Reputation: 346
Why doesn't this work? I've looked for so long and have found some pretty complex solutions, but I'm thinking this can be simplified and reused...sad :'(
Statement
awk -F"\t" '!seen[$3]++'
File
r1c1 r1c2 r1c3
r2c1 r2c2 r2c3
r3c1 r3c2 r3c3
r4c1 r4c2 r3c3
r5c1 r5c2 r5c3
Desired Output
r3c1 r3c2 r3c3
r4c1 r4c2 r3c3
Code adds a 0 and 1.
[user@host]$ awk '{a[$3]=a[$3] $0 RS c[$3]++} END {for (i in c) if (c[i]>1) printf "%s",a[i]}' file
r3c1 r3c2 r3c3
0r4c1 r4c2 r3c3
1[jcole@dukescri01 srlg]$
Upvotes: 3
Views: 2825
Reputation: 133590
Following awk
version may also help you on same(In case you want to get the same order of output as per Input_file itself).

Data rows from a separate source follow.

//! uibridge: coalesces UI mutation commands into one `batchUpdate` per frame
//! and ships them to a host renderer.
//!
//! This facade re-exports the core queue/dispatcher and the stock frame
//! schedulers so hosts only need a single dependency.

pub use uibridge_core::*;
pub use uibridge_frame_scheduler::{ManualFrameScheduler, TokioFrameScheduler};
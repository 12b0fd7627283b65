use crate::{Observation, ObservationKind};
use std::sync::Arc;

/// Observer function type
pub type ObserverFn = Arc<dyn Fn(&Observation<'_>) + Send + Sync>;

/// No-op observer
pub fn no_op_observer() -> ObserverFn {
    Arc::new(|_observation: &Observation<'_>| {})
}

/// Tracing observer - logs to tracing crate
pub fn tracing_observer() -> ObserverFn {
    Arc::new(|observation: &Observation<'_>| match observation {
        Observation::Enqueued { data, .. } => {
            tracing::trace!(target: "uibridge::queue", "Enqueued({:?})", data);
        }
        Observation::Flushed { commands, .. } => {
            tracing::debug!(target: "uibridge::flush", "Flushed({} commands)", commands);
        }
        Observation::FlushFailed {
            commands, error, ..
        } => {
            tracing::warn!(
                target: "uibridge::flush",
                "FlushFailed({} commands, {})",
                commands,
                error
            );
        }
        Observation::Direct { data, .. } => {
            tracing::debug!(target: "uibridge::direct", "Direct({:?})", data);
        }
        Observation::Capture { node, scale, .. } => {
            tracing::debug!(target: "uibridge::direct", "Capture({:?}, {})", node, scale);
        }
    })
}

/// Filter observer - only pass the listed kinds
pub fn filter_observer(wrapped: ObserverFn, kinds: &[ObservationKind]) -> ObserverFn {
    let kinds = kinds.to_vec();
    Arc::new(move |observation: &Observation<'_>| {
        if kinds.contains(&observation.kind()) {
            wrapped(observation);
        }
    })
}

/// Filter observer with custom predicate
pub fn filter_with<F>(wrapped: ObserverFn, predicate: F) -> ObserverFn
where
    F: Fn(&Observation<'_>) -> bool + Send + Sync + 'static,
{
    Arc::new(move |observation: &Observation<'_>| {
        if predicate(observation) {
            wrapped(observation);
        }
    })
}

/// Tee observer - call multiple observers
pub fn tee_observer(observers: Vec<ObserverFn>) -> ObserverFn {
    Arc::new(move |observation: &Observation<'_>| {
        for observer in &observers {
            observer(observation);
        }
    })
}
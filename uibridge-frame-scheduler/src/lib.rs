//! uibridge-frame-scheduler: stock [`FrameScheduler`]s for uibridge.
//!
//! [`TokioFrameScheduler`] approximates a display frame with a timer on a tokio
//! runtime. [`ManualFrameScheduler`] is for hosts that own their frame loop and
//! pump callbacks themselves (vsync handlers, tests).

mod manual;

pub use manual::ManualFrameScheduler;

use std::time::Duration;
use tokio::runtime::{Handle, TryCurrentError};
use uibridge_core::{BridgeConfig, FrameCallback, FrameScheduler};

/// Runs each flush callback one frame interval after it was scheduled.
#[derive(Clone, Debug)]
pub struct TokioFrameScheduler {
    handle: Handle,
    interval: Duration,
}

impl TokioFrameScheduler {
    pub fn new(handle: Handle, interval: Duration) -> Self {
        Self { handle, interval }
    }

    /// Bind to the runtime the caller is running on.
    pub fn current(interval: Duration) -> Result<Self, TryCurrentError> {
        Ok(Self::new(Handle::try_current()?, interval))
    }

    pub fn from_config(handle: Handle, config: &BridgeConfig) -> Self {
        Self::new(handle, config.frame_interval())
    }

    pub fn interval(&self) -> Duration {
        self.interval
    }
}

impl FrameScheduler for TokioFrameScheduler {
    fn schedule_batch_flush(&self, callback: FrameCallback) {
        let interval = self.interval;
        tracing::trace!(target: "uibridge::frame", ?interval, "frame requested");
        self.handle.spawn(async move {
            tokio::time::sleep(interval).await;
            callback();
        });
    }
}
use proc_macro::TokenStream;
use proc_macro2::Span;
use quote::{format_ident, quote};
use syn::{parse_macro_input, Data, DataEnum, DeriveInput, Fields, Ident, LitStr};

/// Derives the opcode table and the positional wire encoding for a command enum.
///
/// Every variant becomes `[opcode, [field0, field1, ...]]`, where `opcode` is the
/// variant name with its first letter lowercased (`SetStyle` -> `"setStyle"`) and
/// the fields are emitted in declaration order. Named, tuple and unit variants are
/// all accepted.
#[proc_macro_derive(UiCommand)]
pub fn derive_ui_command(input: TokenStream) -> TokenStream {
    let input = parse_macro_input!(input as DeriveInput);
    let name = input.ident.clone();

    let body = match input.data {
        Data::Enum(ref data) => command_impls(&input, data),
        Data::Struct(_) | Data::Union(_) => {
            return syn::Error::new_spanned(name, "UiCommand derive only supports enums")
                .to_compile_error()
                .into();
        }
    };

    body.into()
}

fn opcode_name(ident: &Ident) -> LitStr {
    let raw = ident.to_string();
    let mut chars = raw.chars();
    let opcode = match chars.next() {
        Some(first) => first.to_lowercase().chain(chars).collect::<String>(),
        None => String::new(),
    };
    LitStr::new(&opcode, Span::call_site())
}

/// Builds the match pattern for a variant plus the identifiers its fields bind to.
fn bind_fields(variant: &Ident, fields: &Fields) -> (proc_macro2::TokenStream, Vec<Ident>) {
    match fields {
        Fields::Named(named) => {
            let idents: Vec<Ident> = named
                .named
                .iter()
                .filter_map(|f| f.ident.clone())
                .collect();
            (quote! { Self::#variant { #(#idents),* } }, idents)
        }
        Fields::Unnamed(unnamed) => {
            let idents: Vec<Ident> = (0..unnamed.unnamed.len())
                .map(|i| format_ident!("__arg{}", i))
                .collect();
            (quote! { Self::#variant ( #(#idents),* ) }, idents)
        }
        Fields::Unit => (quote! { Self::#variant }, Vec::new()),
    }
}

fn command_impls(input: &DeriveInput, data: &DataEnum) -> proc_macro2::TokenStream {
    let name = &input.ident;
    let (impl_generics, ty_generics, where_clause) = input.generics.split_for_impl();

    let mut opcodes = Vec::new();
    let mut opcode_arms = Vec::new();
    let mut serialize_arms = Vec::new();

    for variant in &data.variants {
        let ident = &variant.ident;
        let opcode = opcode_name(ident);
        let (pattern, bindings) = bind_fields(ident, &variant.fields);

        // An empty tuple would encode as `null`; the wire wants `[]`.
        let args = if bindings.is_empty() {
            quote! { &[(); 0] }
        } else {
            quote! { &( #(#bindings,)* ) }
        };

        opcode_arms.push(quote! { Self::#ident { .. } => #opcode });
        serialize_arms.push(quote! {
            #pattern => {
                let mut command = serializer.serialize_tuple(2)?;
                command.serialize_element(#opcode)?;
                command.serialize_element(#args)?;
                command.end()
            }
        });
        opcodes.push(opcode);
    }

    quote! {
        impl #impl_generics #name #ty_generics #where_clause {
            /// Every opcode this command set can put on the wire, in declaration order.
            pub const OPCODES: &'static [&'static str] = &[#(#opcodes),*];

            /// Wire opcode of this command.
            pub fn opcode(&self) -> &'static str {
                match self {
                    #(#opcode_arms,)*
                }
            }
        }

        impl #impl_generics ::serde::Serialize for #name #ty_generics #where_clause {
            fn serialize<S>(&self, serializer: S) -> ::core::result::Result<S::Ok, S::Error>
            where
                S: ::serde::Serializer,
            {
                use ::serde::ser::SerializeTuple;
                match self {
                    #(#serialize_arms)*
                }
            }
        }
    }
}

awk 'FNR==NR{a[$3]++;next} a[$3]>1' Input_file Input_file
EDIT:
awk '{++a[$3];b[$3]=b[$3]?b[$3] ORS $0:$0}END{for(i in a){if(a[i]>1){print b[i]}}}' Input_file
Upvotes: 2
Reputation: 92854
Simply with uniq
command:
uniq -f2 -D file
-f N
- avoid comparing the first N
fields-D
- print all duplicate linesThe output:
r3c1 r3c2 r3c3
r4c1 r4c2 r3c3
In case if the file is unsorted:
sort -k3 file | uniq -f 2 -D
Upvotes: 2
Reputation: 37414
In awk, one-pass version that stores records to hash:
$ awk '
{
a[$3]=a[$3] $0 RS # store records
c[$3]++ # counter
}
END {
for(i in c)
if(c[i]>1) # pick the ones with duplicates
printf "%s",a[i]
}' file
r3c1 r3c2 r3c3
r4c1 r4c2 r3c3
Upvotes: 4